Kangarusskis
A Recap of Jewish Communities in Australia
"The Limmud FSU delegation was warming up for the coming conference in Melbourne.
Jews first began to arrive in the new continent in the 1820s with the first waves of free immigration – except for a handful of Jewish convicts beginning with the First Fleet of 1787. Growing antisemitism in Europe made Australia a favored destination. Later on, there were also economic benefits, especially during the feverish excitement of the Gold Rush. Most of the early immigrants were from the British Isles, many of them from Scotland and Ireland. But there were also some from Eastern Europe. Today, there are some 12,000 Jews in the continent, mostly in Melbourne and Sydney, with smaller communities in Canberra, Adelaide, Brisbane, Perth and even in Hobart, the capital of Tasmania. It is estimated that some 30,000 or nearly 30 percent of these people, are of Russian-speaking origin. Limmud FSU has arrived Down Under because Australia is a preferred destination, like the USA and Canada, for many Russian-speaking Jews from the former Soviet Union.

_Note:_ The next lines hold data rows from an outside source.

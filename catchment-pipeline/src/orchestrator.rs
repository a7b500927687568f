//! Per-city sequencing of boundary, POI, isochrone and aggregation steps.
//!
//! Each city walks the stages of [`CityStage`] on its own. A failure ends
//! that city only; the next city starts from a clean slate.

use std::collections::HashSet;
use std::fmt;
use std::num::NonZeroUsize;
use std::time::Duration;

use catchment_core::{
    AggregationError, Aggregator, CategorySet, CityResult, Comparison, FeatureSource,
    FeatureSourceError, IsochroneProvider, PointFeature, PopulationError, PopulationService,
    RangeType, Ranges, TravelProfile,
};
use geo::MultiPolygon;
use log::{debug, error, info, warn};
use thiserror::Error;

use crate::{CityProgress, IsochroneFetcher, TaskPool};

/// Stage a city has reached.
#[derive(Debug, Clone, Copy, PartialEq, Eq, Hash)]
pub enum CityStage {
    /// Waiting for the administrative boundary.
    BoundaryPending,
    /// Waiting for POIs inside the boundary.
    PoisPending,
    /// Waiting for isochrones of every POI.
    IsochronesPending,
    /// Regions built, rollup pending.
    Aggregated,
    /// Finished with a [`CityResult`].
    Done,
    /// Dropped without a result.
    Excluded,
}

impl CityStage {
    /// Return the stage name used in logs.
    #[must_use]
    pub const fn as_str(&self) -> &'static str {
        match self {
            Self::BoundaryPending => "boundary-pending",
            Self::PoisPending => "pois-pending",
            Self::IsochronesPending => "isochrones-pending",
            Self::Aggregated => "aggregated",
            Self::Done => "done",
            Self::Excluded => "excluded",
        }
    }
}

impl fmt::Display for CityStage {
    fn fmt(&self, f: &mut fmt::Formatter<'_>) -> fmt::Result {
        f.write_str(self.as_str())
    }
}

/// Errors that end processing of a single city.
#[derive(Debug, Clone, PartialEq, Eq, Error)]
pub enum CityError {
    /// The boundary query failed.
    #[error("failed to resolve boundary of {city}: {source}")]
    Boundary {
        /// City name.
        city: String,
        /// Underlying error.
        #[source]
        source: FeatureSourceError,
    },
    /// No boundary matched the city name.
    #[error("no administrative boundary named {city}")]
    BoundaryMissing {
        /// City name.
        city: String,
    },
    /// The POI query of one category failed.
    #[error("failed to fetch {category} POIs for {city}: {source}")]
    Points {
        /// City name.
        city: String,
        /// Category being fetched.
        category: String,
        /// Underlying error.
        #[source]
        source: FeatureSourceError,
    },
    /// The total population of the city could not be determined.
    #[error("failed to query total population of {city}: {source}")]
    TotalPopulation {
        /// City name.
        city: String,
        /// Underlying error.
        #[source]
        source: PopulationError,
    },
    /// Aggregation or rollup failed.
    #[error("failed to aggregate {city}: {source}")]
    Aggregation {
        /// City name.
        city: String,
        /// Underlying error.
        #[source]
        source: AggregationError,
    },
}

/// Why a city produced no result without failing.
#[derive(Debug, Clone, Copy, PartialEq, Eq)]
pub enum ExclusionReason {
    /// No POI of any category lies inside the boundary.
    NoPois,
}

impl fmt::Display for ExclusionReason {
    fn fmt(&self, f: &mut fmt::Formatter<'_>) -> fmt::Result {
        match self {
            Self::NoPois => f.write_str("no matching POIs inside the boundary"),
        }
    }
}

/// Terminal state of one city.
#[derive(Debug, Clone, PartialEq)]
pub enum CityOutcome {
    /// The city finished with a result.
    Done(Box<CityResult>),
    /// The city was dropped as a legitimate absence.
    Excluded(ExclusionReason),
    /// The city failed.
    Failed(CityError),
}

/// What happened to one city during a run.
#[derive(Debug, Clone, PartialEq)]
pub struct CityReport {
    /// City name.
    pub city: String,
    /// Terminal state.
    pub outcome: CityOutcome,
    /// Isochrone tasks that failed and were dropped.
    pub dropped_tasks: usize,
}

impl CityReport {
    /// Return the result if the city finished.
    #[must_use]
    pub fn result(&self) -> Option<&CityResult> {
        match &self.outcome {
            CityOutcome::Done(result) => Some(result.as_ref()),
            CityOutcome::Excluded(_) | CityOutcome::Failed(_) => None,
        }
    }
}

/// Reports of every city in run order.
#[derive(Debug, Clone, PartialEq, Default)]
pub struct RunReport {
    /// One report per requested city.
    pub cities: Vec<CityReport>,
}

impl RunReport {
    /// Iterate over finished city results.
    pub fn results(&self) -> impl Iterator<Item = &CityResult> {
        self.cities.iter().filter_map(CityReport::result)
    }

    /// Build the cross-city comparison datasets from finished cities.
    #[must_use]
    pub fn comparison(&self) -> Comparison {
        let finished: Vec<CityResult> = self.results().cloned().collect();
        Comparison::from_cities(&finished)
    }

    /// Number of cities that finished, were excluded and failed.
    #[must_use]
    pub fn tally(&self) -> (usize, usize, usize) {
        self.cities
            .iter()
            .fold((0, 0, 0), |(done, excluded, failed), report| match report.outcome {
                CityOutcome::Done(_) => (done + 1, excluded, failed),
                CityOutcome::Excluded(_) => (done, excluded + 1, failed),
                CityOutcome::Failed(_) => (done, excluded, failed + 1),
            })
    }

    /// Total number of dropped isochrone tasks.
    #[must_use]
    pub fn dropped_tasks(&self) -> usize {
        self.cities.iter().map(|report| report.dropped_tasks).sum()
    }
}

/// Travel and concurrency settings of a run.
#[derive(Debug, Clone)]
pub struct OrchestratorConfig {
    /// Budgets to compute isochrones for.
    pub ranges: Ranges,
    /// Unit of the budgets.
    pub range_type: RangeType,
    /// Mode of travel.
    pub profile: TravelProfile,
    /// Maximum concurrent isochrone requests.
    pub workers: NonZeroUsize,
    /// Per-request timeout; `None` waits indefinitely.
    pub task_timeout: Option<Duration>,
}

/// Runs the pipeline city by city.
///
/// Generic over the three collaborators so tests can substitute in-memory
/// doubles for the network services.
pub struct Orchestrator<S, P, Q>
where
    S: FeatureSource,
    P: IsochroneProvider,
    Q: PopulationService,
{
    source: S,
    provider: P,
    population: Q,
    categories: CategorySet,
    config: OrchestratorConfig,
}

struct CityRun<'a> {
    city: &'a str,
    stage: CityStage,
}

impl<'a> CityRun<'a> {
    const fn new(city: &'a str) -> Self {
        Self {
            city,
            stage: CityStage::BoundaryPending,
        }
    }

    fn advance(&mut self, next: CityStage) {
        debug!("{}: {} -> {next}", self.city, self.stage);
        self.stage = next;
    }
}

impl<S, P, Q> Orchestrator<S, P, Q>
where
    S: FeatureSource,
    P: IsochroneProvider,
    Q: PopulationService,
{
    /// Assemble an orchestrator from its collaborators.
    #[must_use]
    pub const fn new(
        source: S,
        provider: P,
        population: Q,
        categories: CategorySet,
        config: OrchestratorConfig,
    ) -> Self {
        Self {
            source,
            provider,
            population,
            categories,
            config,
        }
    }

    /// Process every city in order.
    ///
    /// Isochrone requests of each city report to the sink `progress` hands
    /// out for it.
    pub async fn run<I>(&self, cities: I, progress: &dyn CityProgress) -> RunReport
    where
        I: IntoIterator,
        I::Item: AsRef<str>,
    {
        let mut report = RunReport::default();
        for city in cities {
            report
                .cities
                .push(self.process_city(city.as_ref(), progress).await);
        }
        report
    }

    /// Process a single city to a terminal state.
    pub async fn process_city(&self, city: &str, progress: &dyn CityProgress) -> CityReport {
        let mut run = CityRun::new(city);
        let mut dropped_tasks = 0;
        let outcome = match self.walk(&mut run, &mut dropped_tasks, progress).await {
            Ok(Some(result)) => {
                run.advance(CityStage::Done);
                info!(
                    "{city}: finished with {} category regions",
                    result.category_regions.len()
                );
                CityOutcome::Done(Box::new(result))
            }
            Ok(None) => {
                run.advance(CityStage::Excluded);
                info!("{city}: excluded, {}", ExclusionReason::NoPois);
                CityOutcome::Excluded(ExclusionReason::NoPois)
            }
            Err(err) => {
                error!("{city}: failed during {}: {err}", run.stage);
                CityOutcome::Failed(err)
            }
        };
        CityReport {
            city: city.to_owned(),
            outcome,
            dropped_tasks,
        }
    }

    async fn walk(
        &self,
        run: &mut CityRun<'_>,
        dropped_tasks: &mut usize,
        progress: &dyn CityProgress,
    ) -> Result<Option<CityResult>, CityError> {
        let city = run.city;
        let boundary = self
            .source
            .boundary(city)
            .await
            .map_err(|source| CityError::Boundary {
                city: city.to_owned(),
                source,
            })?
            .ok_or_else(|| CityError::BoundaryMissing {
                city: city.to_owned(),
            })?;

        run.advance(CityStage::PoisPending);
        let pois = self.points(city, &boundary).await?;
        if pois.is_empty() {
            return Ok(None);
        }
        info!("{city}: {} POIs", pois.len());

        let total_population = self
            .population
            .population_or_zero(&boundary)
            .map_err(|source| CityError::TotalPopulation {
                city: city.to_owned(),
                source,
            })?;
        if total_population <= 0.0 {
            warn!("{city}: total population is {total_population}; percentages will be zero");
        }

        run.advance(CityStage::IsochronesPending);
        let fetcher = IsochroneFetcher::new(
            &self.provider,
            &self.config.ranges,
            self.config.range_type,
            self.config.profile,
        );
        let mut pool = TaskPool::new(self.config.workers);
        if let Some(timeout) = self.config.task_timeout {
            pool = pool.with_timeout(timeout);
        }
        let requested = pois.len();
        let sink = progress.for_city(city);
        let fetched = pool
            .run(pois.into_iter().map(|poi| fetcher.fetch(poi)), &*sink)
            .await;
        *dropped_tasks = fetched.dropped;
        if fetched.dropped > 0 {
            warn!(
                "{city}: {} of {requested} isochrone requests dropped",
                fetched.dropped
            );
        }

        let aggregation = Aggregator::new(&self.categories, &self.population)
            .aggregate(fetched.results, &boundary, total_population)
            .map_err(|source| CityError::Aggregation {
                city: city.to_owned(),
                source,
            })?;
        run.advance(CityStage::Aggregated);

        let result = CityResult::rollup(
            city,
            boundary,
            total_population,
            aggregation,
            &self.population,
        )
        .map_err(|source| CityError::Aggregation {
            city: city.to_owned(),
            source,
        })?;
        Ok(Some(result))
    }

    /// Query every category and keep each classified feature once.
    async fn points(
        &self,
        city: &str,
        boundary: &MultiPolygon<f64>,
    ) -> Result<Vec<PointFeature>, CityError> {
        let mut seen = HashSet::new();
        let mut pois = Vec::new();
        for category in self.categories.iter() {
            let found = self
                .source
                .points(boundary, &category.filter_query())
                .await
                .map_err(|source| CityError::Points {
                    city: city.to_owned(),
                    category: category.name.clone(),
                    source,
                })?;
            debug!("{city}: {} candidates for {}", found.len(), category.name);
            for feature in found {
                if self.categories.classify(&feature).is_none() {
                    debug!("{city}: feature {} matches no category", feature.id);
                    continue;
                }
                if seen.insert(feature.id) {
                    pois.push(feature);
                }
            }
        }
        Ok(pois)
    }
}
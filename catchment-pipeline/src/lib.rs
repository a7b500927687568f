//! Asynchronous half of the catchment pipeline.
//!
//! [`Orchestrator`] drives each city through boundary resolution, POI
//! lookup, isochrone acquisition and aggregation. Isochrones are fetched by
//! an [`IsochroneFetcher`] per POI, executed on a [`TaskPool`] with bounded
//! parallelism; aggregation itself is synchronous and lives in
//! `catchment-core`.
//!
//! Every future runs on the caller's task, so providers need not be `Send`.

#![forbid(unsafe_code)]

mod fetcher;
mod orchestrator;
mod pool;

pub use fetcher::{FetchError, IsochroneFetcher};
pub use orchestrator::{
    CityError, CityOutcome, CityReport, CityStage, ExclusionReason, Orchestrator,
    OrchestratorConfig, RunReport,
};
pub use pool::{
    AtomicProgress, CityProgress, PoolOutcome, ProgressSink, TaskFailure, TaskPool,
};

The event has hosted 400 people and took place in the small town of Lorne, on the scenic Great Ocean Road. Conducting the Limmud FSU Australian happening were Alexandra (Sasha) Klyachkina, chair of the organizing committee and an emissary of the Jewish Agency to the Russian-speaking community of the Australian Zionist Federation, and project manager, Tania Shvartsman. We talked to the volunteers and participants and learned about Jewish and Jewish Russian-speaking life and Australia, about the difficulties of fitting in and finding the right community. If history had been different, the Aboriginals that portrayed in Yosl Bergner exhibition “A Land for the Jews?”, in subject poverty and misery, in long coats buttoned up to the neck, could well have been the neighbors of the Jews in the Outback of the Southern Continent."
About Australian Jews
The Land Down Under
There were 91,022 Australians who identified as Jewish in the 2016 census, which is a 6% decrease on 97,355 Jewish Australians in the 2011 census. The Jewish community of Australia is composed mostly of Ashkenazi Jews, though there are Jews in Australia from many other traditions and levels of religious observance and participation in the Jewish community.